In a new study, scientists at Northwestern Medicine in Chicago may have found some answers. They discovered that the gene mutation, called CNTNAP2 or “catnap2,” acts as an overzealous gardener who cuts away too many branches off the tree.
In the brain, this gene mutation essentially shrinks neurons’ tiny branches and leaves — its dendrite arbors and synapses — that enable brain cells to pass along vital messages and control the brain’s activity. The shrinkage causes a breakdown in message delivery.
The message that gets lost is “Calm down!”

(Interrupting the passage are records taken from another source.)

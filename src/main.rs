use std::path::PathBuf;
use structopt::StructOpt;

use asa_auth_report::alerting::Mailer;
use asa_auth_report::config::{MailerConfig, RunConfig};
use asa_auth_report::error::ReportError;
use asa_auth_report::input::scan_file;
use asa_auth_report::output::write_report;

/// Reads a syslog file exported from the Cisco ASA, extracts VPN/WebVPN
/// logon failures and emails them as a CSV report.
#[derive(StructOpt, Debug)]
#[structopt(name = "asa-auth-report", about = "Reads the Syslog file from the ASA.")]
struct Cli {
    /// Syslog file
    #[structopt(short = "f", long = "file", parse(from_os_str))]
    file: PathBuf,

    /// From email address
    #[structopt(long = "emailfrom")]
    email_from: String,

    /// Email addresses split with a comma
    #[structopt(long = "emailto")]
    email_to: String,

    /// Optional TOML file overriding the mailer defaults
    #[structopt(short = "c", long = "config", parse(from_os_str))]
    config: Option<PathBuf>,
}

fn main() {
    env_logger::init();

    let cli = Cli::from_args();
    if let Err(e) = run(cli) {
        eprintln!("error: {}", e);
        std::process::exit(1);
    }
}

fn run(cli: Cli) -> Result<(), ReportError> {
    let mailer_config = match cli.config {
        Some(ref path) => MailerConfig::from_file(path)?,
        None => MailerConfig::default(),
    };

    let config = RunConfig::new(cli.file, cli.email_from, &cli.email_to, mailer_config)?;

    let records = scan_file(&config.log_file)?;

    // The report lives in the working directory under its fixed name and
    // is rewritten from scratch every run.
    let report_path = std::env::current_dir()
        .map_err(|e| ReportError::file_access(".", e))?
        .join(&config.mailer.report_filename);
    write_report(&records, &report_path)?;

    let mailer = Mailer::new(config.mailer.clone());
    mailer.send_report(&report_path, &config.from, &config.to)?;

    Ok(())
}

In people with this mutation, inhibitory neurons that normally put the brakes on excitatory neurons don’t grow enough branches and leaves to communicate their “calm down” message, the researchers found. This can lead to seizures.
The researchers also found that catnap2 tends to partner up with another mutated gene, CASK, implicated in mental retardation. Catnap2 is an adhesive molecule that helps cells stick together, in this case causing the synapses to adhere to the dendrites.
This makes it a difficult molecule to target with drugs, Penzes said. But catnap2’s partner, CASK, is referred to as a “social butterfly enzyme” in that it interacts with many other molecules. This allows it to be more easily inhibited or activated with drugs.
As a result of these findings, scientists may have a new drug target to treat the disorder.
“Now we can start testing drugs to treat the seizures as well as other problems in autism,” said lead author Dr. Peter Penzes, the Ruth and Evelyn Dunbar Professor of Psychiatry and Behavioral Sciences at Northwestern University Feinberg School of Medicine. “Patients with the mutation also have language delay and intellectual disability. So a drug targeting the mutation could have multiple benefits.”
Next, the research team will conduct a high-throughput screening (HTS) of molecules with the goal of reversing these abnormalities in patients with autism. HTS is a drug-discovery process commonly used in the pharmaceutical industry to rapidly assess the biochemical activity of drug-like compounds.
The researchers plan to screen drugs that could possibly activate CASK in order to help maintain healthy dendrite branches. When scientists blocked CASK in the study, dendrites didn’t grow.
The new findings are published in the journal Molecular Psychiatry.